Keserakahan di Tanah Sumatra : Bencana atau Musibah?

mediaindonesia.com
3 jam lalu
Cover Berita

BENCANA tanah longsor dan banjir bandang yang meluluhlantakkan Sumatra pada akhir November 2025 bukan sekadar musibah alam, melainkan keserakahan manusia yang merusak ekosistem hutan hulu DAS. Lereng-lereng yang sudah lama gundul akibat penebangan liar telah kehilangan daya tahannya setelah dibabat belasan hingga puluhan tahun.

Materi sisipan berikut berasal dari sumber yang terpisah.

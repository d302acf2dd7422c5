//! Reading rule cards and manifests from disk.

use std::fs;
use std::path::{Path, PathBuf};

use tracing::{debug, warn};

use rulecard_core::{CompileError, Manifest, Result, RuleCard};

use crate::schema::{self, ValidationIssue};

use super::result::{LoadResult, LoadStatus};
use super::safe_yaml::parse_safe;

/// A validated rule card and where it came from.
#[derive(Debug, Clone)]
pub struct LoadedCard {
    pub path: PathBuf,
    pub card: RuleCard,
    pub warnings: Vec<ValidationIssue>,
}

/// Read, safely parse and validate one rule card.
///
/// The path is expected to come from the resolver. Syntax errors surface as
/// [`CompileError::Parse`], contract violations as [`CompileError::Schema`].
pub fn load_card(path: &Path) -> Result<LoadedCard> {
    let bytes = fs::read(path).map_err(|e| CompileError::io(path, e))?;
    let value = parse_safe(path, &bytes)?;

    let warnings = schema::check_card(&value, path)?;
    for w in &warnings {
        warn!(path = %path.display(), field = %w.path, "{}", w.message);
    }

    // Validation guarantees the shape; anything serde still rejects is a
    // schema problem, not a parse problem.
    let card: RuleCard = serde_yaml::from_value(value).map_err(|e| {
        CompileError::Schema(rulecard_core::SchemaError {
            path: path.to_path_buf(),
            problems: vec![e.to_string()],
        })
    })?;

    debug!(rule_id = %card.id, path = %path.display(), "loaded rule card");
    Ok(LoadedCard {
        path: path.to_path_buf(),
        card,
        warnings,
    })
}

/// Read and structurally validate the agent manifest.
pub fn load_manifest(path: &Path) -> Result<Manifest> {
    let bytes = fs::read(path).map_err(|e| CompileError::io(path, e))?;
    let value = parse_safe(path, &bytes)?;
    let manifest: Manifest = serde_yaml::from_value(value)
        .map_err(|e| CompileError::Manifest(format!("{}: {}", path.display(), e)))?;
    manifest.validate()?;
    debug!(path = %path.display(), agents = manifest.agents.len(), "loaded manifest");
    Ok(manifest)
}

/// Check a list of card files independently, without stopping at the first
/// failure.
pub fn check_files(paths: &[PathBuf]) -> Vec<LoadResult> {
    paths
        .iter()
        .map(|path| {
            let status = match load_card(path) {
                Ok(loaded) => LoadStatus::Loaded {
                    rule_id: loaded.card.id,
                    warnings: loaded.warnings,
                },
                Err(e) => LoadStatus::Failed {
                    kind: e.kind(),
                    error: e.to_string(),
                },
            };
            LoadResult {
                path: path.clone(),
                status,
            }
        })
        .collect()
}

Tanah mulai bergerak tanpa peringatan, sungai berubah menjadi arus ganas yang menyeret apa pun di jalurnya, dan dalam beberapa jam desa- desa tenggelam ditelan banjir. Hingga Selasa, 16 Desember 2025, Badan Nasional Penanggulangan Bencana (BNPB) telah mencatat 1.053 orang meninggal dunia, 200 hilang, dan lebih dari 5.000 luka-luka.

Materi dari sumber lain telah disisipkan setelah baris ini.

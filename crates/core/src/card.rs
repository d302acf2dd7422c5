//! Rule card types: the authored YAML shape and the reduced runtime shape.

use indexmap::IndexMap;
use serde::{Deserialize, Deserializer, Serialize};

/// Severity used when a card does not declare one.
pub const DEFAULT_SEVERITY: &str = "medium";

/// Severities the runtime knows how to rank.
pub const KNOWN_SEVERITIES: &[&str] = &["low", "medium", "high", "critical"];

/// Top-level keys every rule card must carry.
pub const REQUIRED_KEYS: &[&str] = &[
    "id",
    "title",
    "scope",
    "requirement",
    "do",
    "dont",
    "detect",
    "verify",
    "refs",
    "license",
];

/// One authored rule card, as read from `<topic>/<ID>.yml`.
///
/// Unknown top-level keys land in `extra` untouched. The compiler never reads
/// them and [`RuleCard::reduce`] drops them.
#[derive(Debug, Clone, Serialize, Deserialize, PartialEq)]
pub struct RuleCard {
    pub id: String,
    pub title: String,
    pub scope: String,
    pub requirement: String,
    #[serde(rename = "do")]
    pub do_: Vec<String>,
    pub dont: Vec<String>,
    #[serde(deserialize_with = "string_list_map")]
    pub detect: IndexMap<String, Vec<String>>,
    pub verify: Verify,
    #[serde(deserialize_with = "string_list_map")]
    pub refs: IndexMap<String, Vec<String>>,
    pub license: String,
    #[serde(default, skip_serializing_if = "Option::is_none")]
    pub severity: Option<String>,
    #[serde(flatten)]
    pub extra: IndexMap<String, serde_yaml::Value>,
}

/// The `verify` block: a `tests` list plus any tool-specific keys.
#[derive(Debug, Clone, Serialize, Deserialize, PartialEq, Default)]
pub struct Verify {
    pub tests: Vec<String>,
    #[serde(flatten)]
    pub extra: IndexMap<String, serde_json::Value>,
}

/// The subset of a rule card shipped to the runtime.
#[derive(Debug, Clone, Serialize, Deserialize, PartialEq)]
pub struct ReducedRule {
    pub id: String,
    pub title: String,
    pub severity: String,
    pub scope: String,
    pub requirement: String,
    #[serde(rename = "do")]
    pub do_: Vec<String>,
    pub dont: Vec<String>,
    pub detect: IndexMap<String, Vec<String>>,
    pub verify: Verify,
    pub refs: IndexMap<String, Vec<String>>,
}

impl RuleCard {
    /// Strip authoring metadata, filling in `default_severity` when absent.
    pub fn reduce(&self, default_severity: &str) -> ReducedRule {
        ReducedRule {
            id: self.id.clone(),
            title: self.title.clone(),
            severity: self
                .severity
                .clone()
                .unwrap_or_else(|| default_severity.to_string()),
            scope: self.scope.clone(),
            requirement: self.requirement.clone(),
            do_: self.do_.clone(),
            dont: self.dont.clone(),
            detect: self.detect.clone(),
            verify: self.verify.clone(),
            refs: self.refs.clone(),
        }
    }
}

/// Scalar accepted inside string lists (`cwe: [79]` is as good as `["79"]`).
#[derive(Deserialize)]
#[serde(untagged)]
enum ScalarItem {
    Text(String),
    Int(i64),
    Float(f64),
    Bool(bool),
}

impl ScalarItem {
    fn into_string(self) -> String {
        match self {
            ScalarItem::Text(s) => s,
            ScalarItem::Int(i) => i.to_string(),
            ScalarItem::Float(f) => f.to_string(),
            ScalarItem::Bool(b) => b.to_string(),
        }
    }
}

fn string_list_map<'de, D>(deserializer: D) -> Result<IndexMap<String, Vec<String>>, D::Error>
where
    D: Deserializer<'de>,
{
    let raw = IndexMap::<String, Vec<ScalarItem>>::deserialize(deserializer)?;
    Ok(raw
        .into_iter()
        .map(|(k, items)| (k, items.into_iter().map(ScalarItem::into_string).collect()))
        .collect())
}

#[cfg(test)]
mod tests {
    use super::*;

    const CARD_YAML: &str = r#"
id: JWT-001
title: Validate JWT signatures
scope: web-application-auth
requirement: Reject tokens whose signature does not verify.
do:
  - Verify the signature with a pinned algorithm
dont:
  - Accept alg=none
detect:
  semgrep: [jwt-none-alg, jwt-unverified]
  codeql: [js/jwt-missing-verification]
verify:
  tests: [rejects unsigned token]
  fixtures: tests/jwt
refs:
  cwe: [347]
  asvs: ["V3.5.3"]
license: CC-BY-SA-4.0
source_file: ingest/owasp/jwt.md
"#;

    #[test]
    fn deserializes_with_extras_and_numeric_refs() {
        let card: RuleCard = serde_yaml::from_str(CARD_YAML).unwrap();
        assert_eq!(card.id, "JWT-001");
        assert_eq!(card.do_.len(), 1);
        assert_eq!(card.refs["cwe"], vec!["347"]);
        assert_eq!(
            card.detect.keys().collect::<Vec<_>>(),
            vec!["semgrep", "codeql"]
        );
        assert_eq!(card.verify.tests, vec!["rejects unsigned token"]);
        assert_eq!(card.verify.extra["fixtures"], serde_json::json!("tests/jwt"));
        assert!(card.extra.contains_key("source_file"));
        assert!(card.severity.is_none());
    }

    #[test]
    fn reduce_defaults_severity_and_drops_extras() {
        let card: RuleCard = serde_yaml::from_str(CARD_YAML).unwrap();
        let reduced = card.reduce(DEFAULT_SEVERITY);
        assert_eq!(reduced.severity, "medium");

        let json = serde_json::to_value(&reduced).unwrap();
        assert!(json.get("source_file").is_none());
        assert!(json.get("license").is_none());
        assert_eq!(json["do"][0], "Verify the signature with a pinned algorithm");
    }

    #[test]
    fn reduce_keeps_declared_severity() {
        let yaml = format!("{CARD_YAML}severity: critical\n");
        let card: RuleCard = serde_yaml::from_str(&yaml).unwrap();
        assert_eq!(card.reduce(DEFAULT_SEVERITY).severity, "critical");
    }

    #[test]
    fn reduced_rule_key_order() {
        let card: RuleCard = serde_yaml::from_str(CARD_YAML).unwrap();
        let json = serde_json::to_string(&card.reduce(DEFAULT_SEVERITY)).unwrap();
        let order = [
            "\"id\"", "\"title\"", "\"severity\"", "\"scope\"", "\"requirement\"", "\"do\"",
            "\"dont\"", "\"detect\"", "\"verify\"", "\"refs\"",
        ];
        let positions: Vec<usize> = order.iter().map(|k| json.find(k).unwrap()).collect();
        assert!(positions.windows(2).all(|w| w[0] < w[1]));
    }
}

Keserakahan itu terlihat dari konversi hutan lindung menjadi perkebunan sawit dan tambang, yang menghilangkan penahan air alami. Akibatnya, curah hujan ekstrem dari siklon tropis Senyar berubah menjadi bencana yang mematikan.

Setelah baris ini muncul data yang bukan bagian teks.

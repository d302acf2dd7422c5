//! Levenshtein-based suggestions for misspelled rule card keys.

/// Pick the unknown key in `candidates` that most plausibly is a typo of the
/// required key `wanted`.
///
/// Comparison is case-insensitive. A candidate qualifies only when its edit
/// distance is at most half the length of the longer of the two names; on a
/// tie the earliest candidate wins.
pub(crate) fn closest_key<'a>(wanted: &str, candidates: &[&'a str]) -> Option<&'a str> {
    let wanted_lower = wanted.to_lowercase();
    candidates
        .iter()
        .map(|&c| (c, levenshtein(&wanted_lower, &c.to_lowercase())))
        .min_by_key(|&(_, dist)| dist)
        .filter(|&(c, dist)| dist <= wanted.len().max(c.len()) / 2)
        .map(|(c, _)| c)
}

/// Levenshtein edit distance between two strings.
pub(crate) fn levenshtein(a: &str, b: &str) -> usize {
    let a: Vec<char> = a.chars().collect();
    let b: Vec<char> = b.chars().collect();
    let n = b.len();

    let mut prev = (0..=n).collect::<Vec<_>>();
    let mut curr = vec![0; n + 1];

    for (i, ca) in a.iter().enumerate() {
        curr[0] = i + 1;
        for (j, cb) in b.iter().enumerate() {
            let cost = usize::from(ca != cb);
            curr[j + 1] = (prev[j + 1] + 1).min(curr[j] + 1).min(prev[j] + cost);
        }
        std::mem::swap(&mut prev, &mut curr);
    }

    prev[n]
}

Baca juga : Dinas PUPR Padang Terjunkan 70 Alat Berat, 350 TRC Sepanjang Masa Tanggap Darurat

Dampak bencana Sumatra

Di Aceh Tamiang, warga bertahan tanpa listrik, tanpa air bersih, dan tanpa akses medis yang memadai. Anak-anak minum air hujan, sedangkan orang dewasa memungut barang-barang yang tersisa dari reruntuhan rumah mereka. Korban mencapai 449 jiwa meninggal dunia dan 31 orang hilang.

Daerah-daerah yang terkena dampak seolah menjadi daftar area pembantaian ekologis di Aceh Utara, seperti Agam, Tapanuli Tengah, Aceh Tamiang, dan lainnya.

Di Sumatra Utara korban terbesar berasal dari Tapanuli Tengah sedikitnya 102 jiwa gugur dari wilayah yang telah lama digerogoti aktivitas ilegal penebangan hutan dan perluasan perkebunan. Demikian pula di Agam, Sumbar, sedikitnya 179 warga meninggal akibat galodo yang menghantam permukiman. 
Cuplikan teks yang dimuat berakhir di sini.